Quantum Circuit Synthesis and Compilation Optimization: Overview and Prospects
Ge Yan, Wenjie Wu, Yuheng Chen, Kaisen Pan, Xudong Lu, Zixiang Zhou, Yuhan Wang, Ruocheng Wang, Junchi Yan
TL;DR
The paper tackles the challenge of turning quantum algorithms into executable programs by proposing an integrated, AI-driven workflow that spans quantum logic circuit synthesis, optimization, and compiling. It surveys multiple circuit representations (gate model, DAGs, phase polynomials, tensor networks, ZX diagrams) and how they support diverse synthesis and optimization tasks. It reviews Quantum Architecture Search (QAS) methods—heuristic, reinforcement learning, sampling-based, and differentiable/diffusion-based—and their applications with and without explicit target unitaries, including VQE, QNNs, QAOA, and error-correction codes.

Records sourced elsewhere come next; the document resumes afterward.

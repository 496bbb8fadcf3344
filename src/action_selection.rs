use ndarray::{Array, Array1};
use rand::{rngs::SmallRng, Rng, SeedableRng};

use crate::utils::argmax;

/// Epsilon-greedy selection over a row of action values.
///
/// A single selector (and a single epsilon) is shared by every agent of a
/// learner; each call draws independently from the seeded generator.
#[derive(Debug, Clone)]
pub struct EpsilonGreedy {
    epsilon: f64,
    seed: u64,
    rng: SmallRng,
}

impl Default for EpsilonGreedy {
    fn default() -> Self {
        Self::new(1.0, 42)
    }
}

impl EpsilonGreedy {
    pub fn new(epsilon: f64, seed: u64) -> Self {
        Self {
            epsilon,
            seed,
            rng: SmallRng::seed_from_u64(seed),
        }
    }

    pub fn epsilon(&self) -> f64 {
        self.epsilon
    }

    pub fn set_epsilon(&mut self, epsilon: f64) {
        self.epsilon = epsilon;
    }

    fn should_explore(&mut self) -> bool {
        self.epsilon != 0.0 && self.rng.gen_range(0.0..1.0) < self.epsilon
    }

    pub fn get_action(&mut self, values: &Array1<f64>) -> usize {
        if self.should_explore() {
            self.rng.gen_range(0..values.len())
        } else {
            argmax(values.iter())
        }
    }

    /// Probability of picking each action on the next draw.
    pub fn get_exploration_probs(&self, values: &Array1<f64>) -> Array1<f64> {
        let mut policy_probs: Array1<f64> =
            Array::from_elem((values.len(),), self.epsilon / values.len() as f64);
        policy_probs[argmax(values.iter())] += 1.0 - self.epsilon;
        policy_probs
    }

    /// Restarts the random stream from the construction seed.
    pub fn reset(&mut self, epsilon: f64) {
        self.epsilon = epsilon;
        self.rng = SmallRng::seed_from_u64(self.seed);
    }
}
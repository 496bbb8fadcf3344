use ndarray::array;
use rstest::{fixture, rstest};

use independent_q_learning::space::{MultiBinary, TupleSpace};
use independent_q_learning::{ActionSpace, IndependentQLearner, IqlError};

fn discrete_learner(n_acts: &[usize], gamma: f64, epsilon: f64, seed: u64) -> IndependentQLearner {
    let spaces = n_acts.iter().map(|&n| ActionSpace::discrete(n)).collect();
    IndependentQLearner::new(n_acts.len(), spaces, gamma, 0.5, epsilon, seed).unwrap()
}

#[fixture]
fn two_by_two() -> IndependentQLearner {
    discrete_learner(&[2, 2], 0.9, 1.0, 42)
}

#[rstest]
fn unseen_pairs_read_zero(two_by_two: IndependentQLearner) {
    for agent in 0..2 {
        for action in 0..2 {
            assert_eq!(two_by_two.q_value(agent, &"never seen", action).unwrap(), 0.0);
        }
    }
}

#[rstest]
#[case(1.0, 0.5)]
#[case(-3.0, 0.1)]
#[case(0.25, 1.0)]
fn first_update_is_learning_rate_times_reward(#[case] reward: f64, #[case] learning_rate: f64) {
    let mut learner = IndependentQLearner::new(
        1,
        vec![ActionSpace::discrete(3)],
        0.9,
        learning_rate,
        1.0,
        0,
    )
    .unwrap();
    let updated = learner.learn(&[5u32], &[2], &[reward], &[5u32], false).unwrap();
    assert_eq!(updated, vec![learning_rate * reward]);
    assert_eq!(learner.q_value(0, &5u32, 2).unwrap(), learning_rate * reward);
}

#[rstest]
#[case(0.5, 30)]
#[case(0.1, 100)]
#[case(0.9, 10)]
fn repeated_updates_converge_monotonically(#[case] learning_rate: f64, #[case] steps: usize) {
    let mut learner =
        IndependentQLearner::new(1, vec![ActionSpace::discrete(2)], 0.9, learning_rate, 1.0, 0)
            .unwrap();
    // a terminal-like successor that is never written keeps the target fixed at the reward
    let target = 2.0;
    let mut distance = f64::INFINITY;
    for _ in 0..steps {
        let value = learner.learn(&[0u8], &[1], &[target], &[1u8], false).unwrap()[0];
        let new_distance = (target - value).abs();
        assert!(new_distance < distance);
        distance = new_distance;
    }
}

#[rstest]
fn full_exploration_is_uniform() {
    let mut learner = discrete_learner(&[4, 3], 0.9, 1.0, 2024);
    let trials = 12_000;
    let mut counts = [vec![0usize; 4], vec![0usize; 3]];
    for _ in 0..trials {
        let actions = learner.act(&[0usize, 0]).unwrap();
        counts[0][actions[0]] += 1;
        counts[1][actions[1]] += 1;
    }
    // chi-square critical values at p = 0.001 for 3 and 2 degrees of freedom
    for (agent_counts, critical) in counts.iter().zip([16.27, 13.82]) {
        let expected = trials as f64 / agent_counts.len() as f64;
        let chi_square: f64 = agent_counts
            .iter()
            .map(|&c| (c as f64 - expected).powi(2) / expected)
            .sum();
        assert!(chi_square < critical, "chi-square {} for {:?}", chi_square, agent_counts);
    }
}

#[rstest]
fn greedy_picks_strictly_best_action() {
    let mut learner = discrete_learner(&[4, 4], 0.0, 0.0, 42);
    learner
        .learn(&["s", "s"], &[2, 0], &[1.0, -1.0], &["t", "t"], false)
        .unwrap();
    for _ in 0..100 {
        let actions = learner.act(&["s", "s"]).unwrap();
        assert_eq!(actions[0], 2);
        // agent 1 lowered action 0, so action 1 is the first maximum
        assert_eq!(actions[1], 1);
    }
}

#[rstest]
fn unseen_observation_exploits_action_zero() {
    let mut learner = discrete_learner(&[3, 5], 0.9, 0.0, 42);
    for step in 0..50u64 {
        assert_eq!(learner.act(&[step, step + 1]).unwrap(), vec![0, 0]);
    }
}

#[rstest]
#[case(1)]
#[case(10)]
#[case(997)]
fn schedule_endpoints(mut two_by_two: IndependentQLearner, #[case] max_timestep: u64) {
    two_by_two.schedule_hyperparameters(0, max_timestep).unwrap();
    assert!((two_by_two.epsilon() - 1.0).abs() < 1e-9);
    assert!((two_by_two.learning_rate() - 0.05).abs() < 1e-9);

    two_by_two
        .schedule_hyperparameters(max_timestep, max_timestep)
        .unwrap();
    assert!(two_by_two.epsilon().abs() < 1e-9);
    assert!((two_by_two.learning_rate() - 0.01).abs() < 1e-9);

    // recomputing is idempotent
    two_by_two
        .schedule_hyperparameters(max_timestep, max_timestep)
        .unwrap();
    assert!(two_by_two.epsilon().abs() < 1e-9);
}

#[rstest]
fn schedule_rejects_zero_horizon(mut two_by_two: IndependentQLearner) {
    assert!(matches!(
        two_by_two.schedule_hyperparameters(0, 0),
        Err(IqlError::Domain { .. })
    ));
    assert_eq!(two_by_two.epsilon(), 1.0);
    assert_eq!(two_by_two.learning_rate(), 0.5);
}

#[rstest]
fn two_agent_scenario(mut two_by_two: IndependentQLearner) {
    let obs = [0usize, 0];
    let actions = two_by_two.act(&obs).unwrap();
    assert!(actions.iter().all(|&a| a < 2));

    let learning_rate = two_by_two.learning_rate();
    let updated = two_by_two
        .learn(&obs, &actions, &[1.0, -1.0], &obs, false)
        .unwrap();
    assert_eq!(updated, vec![learning_rate * 1.0, learning_rate * -1.0]);
    assert_eq!(
        two_by_two.q_value(0, &0usize, actions[0]).unwrap(),
        learning_rate * 1.0
    );
    assert_eq!(
        two_by_two.q_value(1, &0usize, actions[1]).unwrap(),
        learning_rate * -1.0
    );
}

#[rstest]
fn array_observations_are_canonicalised() {
    let mut learner = discrete_learner(&[2], 0.0, 0.0, 42);
    let obs = array![[0.5, 1.0], [1.5, 2.0]];
    learner
        .learn(&[obs.clone()], &[1], &[3.0], &[obs.clone()], false)
        .unwrap();
    // a copy with a different memory layout is the same observation
    let copy = obs.t().to_owned().t().to_owned();
    assert_eq!(learner.greedy_act(&[copy]).unwrap(), vec![1]);
    assert_eq!(learner.q_value(0, &obs, 1).unwrap(), 1.5);
    // same numbers in another shape are a different observation
    let flat = array![0.5, 1.0, 1.5, 2.0];
    assert_eq!(learner.q_value(0, &flat, 1).unwrap(), 0.0);
}

#[rstest]
fn composite_action_spaces_are_flattened() {
    let spaces = vec![
        TupleSpace::new(vec![ActionSpace::discrete(2), MultiBinary::new(2).into()]).into(),
        ActionSpace::discrete(1),
    ];
    let mut learner = IndependentQLearner::new(2, spaces, 0.9, 0.5, 1.0, 3).unwrap();
    assert_eq!(learner.n_acts(), &[4, 1]);
    for _ in 0..200 {
        let actions = learner.act(&[(), ()]).unwrap();
        assert!(actions[0] < 4);
        assert_eq!(actions[1], 0);
    }
    assert!(matches!(
        learner.learn(&[(), ()], &[4, 0], &[0.0, 0.0], &[(), ()], true),
        Err(IqlError::OutOfRange { agent: 0, action: 4, n_actions: 4 })
    ));
}

#[rstest]
fn action_probabilities_follow_epsilon(mut two_by_two: IndependentQLearner) {
    two_by_two.schedule_hyperparameters(1, 2).unwrap();
    let probs = two_by_two.action_probabilities(0, &0usize).unwrap();
    assert!((probs[0] - 0.75).abs() < 1e-9);
    assert!((probs[1] - 0.25).abs() < 1e-9);
}

#[rstest]
fn same_seed_same_trajectory() {
    let mut a = discrete_learner(&[5, 5], 0.9, 0.3, 9);
    let mut b = discrete_learner(&[5, 5], 0.9, 0.3, 9);
    for step in 0..100usize {
        let obs = [step % 3, step % 4];
        let left = a.act(&obs).unwrap();
        let right = b.act(&obs).unwrap();
        assert_eq!(left, right);
        let rewards = [left[0] as f64, -(left[1] as f64)];
        a.learn(&obs, &left, &rewards, &obs, false).unwrap();
        b.learn(&obs, &right, &rewards, &obs, false).unwrap();
    }
}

It then整理s optimization targets (gate/CNOT/T counts, depth, and T-depth) and corresponding techniques (BFS, pattern matching, reductions, ML) and discusses qubit mapping/routing as a critical compilation stage, all with attention to NISQ and FTQC constraints. The authors argue for a holistic, end-to-end AI-driven quantum compiler that leverages hardware calibration data and cloud platforms to automate design and optimization, enabling scalable, robust deployment of quantum algorithms.
Abstract
Quantum computing is a promising paradigm that may overcome the current computational power bottlenecks. The increasing maturity of quantum processors provides more possibilities for the development and implementation of quantum algorithms. As the crucial stages for quantum algorithm implementation, the logic circuit design and quantum compiling have also received significant attention, which covers key technologies, e.g., quantum logic circuit synthesis (also widely known as quantum architecture search) and optimization, as well as qubit mapping and routing. Recent studies suggest that the scale and precision of related algorithms are steadily increasing, especially with the integration of artificial intelligence methods. In this survey, we systematically review and summarize a vast body of literature, exploring the feasibility of an integrated design and optimization scheme that spans from the algorithmic level to quantum hardware, combining the steps of logic circuit design and compilation optimization. Leveraging the exceptional cognitive and learning capabilities of AI algorithms, it becomes more possible to reduce manual design costs, enhance the precision and efficiency of execution, and facilitate the implementation and validation of the superiority of quantum algorithms on hardware.